If I was confined to living life through an iron lung and a hospital gurney, God’s pretty much the last person I’d believe in.

But that’s not the case for Mark O’Brien, the real life protagonist and inspiration behind The Sessions.

O’Brien is a writer, journalist and a damn funny guy, which is pretty much everything I fancy myself as.

Only difference being O’Brien lives his life as a vegetable.

Now I can’t speak for anyone else, but that would have stripped me of pretty much all of the above.

But not Mark.

He accepts the hand life’s dealt him, which means having to sleep with the aid of his noisy mechanical lung every night, sentenced to being forever wheeled about by one of his carers like a main course at a fancy restaurant and only able to spend a few hours outside every day before his lungs start to give up on him.

Yet O’Brien’s still thankful for all the things he has in life, which boils down to having a brain and mouth in good enough working order that allows him to communicate with the world around him; and better than most able bodied people can to boot.

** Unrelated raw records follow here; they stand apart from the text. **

use actix_web::{HttpResponse, web};
use chrono::Utc;
use log::{error, info};
use serde_json::json;

use crate::config::AppConfig;
use crate::dataset::DatasetCollector;
use crate::db::predictions::PredictionRepository;

/// Queues a retraining run. Training itself belongs to the external trainer,
/// which consumes the collected dataset and appends to the model log; this
/// endpoint only verifies there is new data and records the handoff.
pub async fn trigger_retrain(
    dataset: web::Data<DatasetCollector>,
    repository: web::Data<PredictionRepository>,
) -> HttpResponse {
    let timestamp = Utc::now();
    let model_version = format!("model_v{}", timestamp.format("%Y%m%d_%H%M%S"));
    let queued_version = model_version.clone();

    actix_web::rt::spawn(async move {
        if !dataset.has_samples() {
            info!("No new data available for retraining");
            return;
        }
        match repository.record_retraining(
            &queued_version,
            None,
            &timestamp.to_rfc3339(),
            "queued for external trainer",
        ) {
            Ok(()) => info!("Retraining {queued_version} handed off to the external trainer"),
            Err(err) => error!("Failed to record retraining request: {err}"),
        }
    });

    HttpResponse::Ok().json(json!({
        "message": "Retraining process started in background. This may take several minutes.",
        "model_version": model_version,
        "timestamp": Utc::now().to_rfc3339(),
    }))
}

pub async fn retrain_status(config: web::Data<AppConfig>) -> HttpResponse {
    let contents = match std::fs::read_to_string(&config.storage.model_log_path) {
        Ok(contents) => contents,
        Err(_) => {
            return HttpResponse::Ok().json(json!({
                "status": "No retraining history found",
                "history": [],
            }));
        }
    };

    let history: Vec<serde_json::Value> = contents
        .lines()
        .filter(|line| !line.trim().is_empty())
        .filter_map(|line| {
            let parts: Vec<&str> = line.trim().split(", ").collect();
            if parts.len() >= 3 {
                Some(json!({
                    "version": parts[0],
                    "timestamp": parts[1],
                    "accuracy": parts[2],
                }))
            } else {
                None
            }
        })
        .collect();

    HttpResponse::Ok().json(json!({
        "status": "Available",
        "total_retrains": history.len(),
        "history": history,
    }))
}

But there’s one thing in life our bed bound protagonist has yet to experience, a woman’s touch.

So when O’Brien learns there are sex surrogates you can hire during one of his journalistic interviews, he sets about finding his own therapist to teach him all about this fundamental human experience.

There’s only one problem, given his debilitating condition, i.e. roman catholic, Mark feels as though he needs the green light from god to go through with this.

Based on the real life and times of Boston poet Mark O’Brien, The Sessions is an unusual yet inspiring story about, well, I’d say it’s about the quality of life we can have.

Directed and written by Ben Lewin, The Sessions explores the otherwise untouched sex lives for disabled people in a sweet and gentle manner, using subtle comedy to lighten the daily suffering paralysis causes.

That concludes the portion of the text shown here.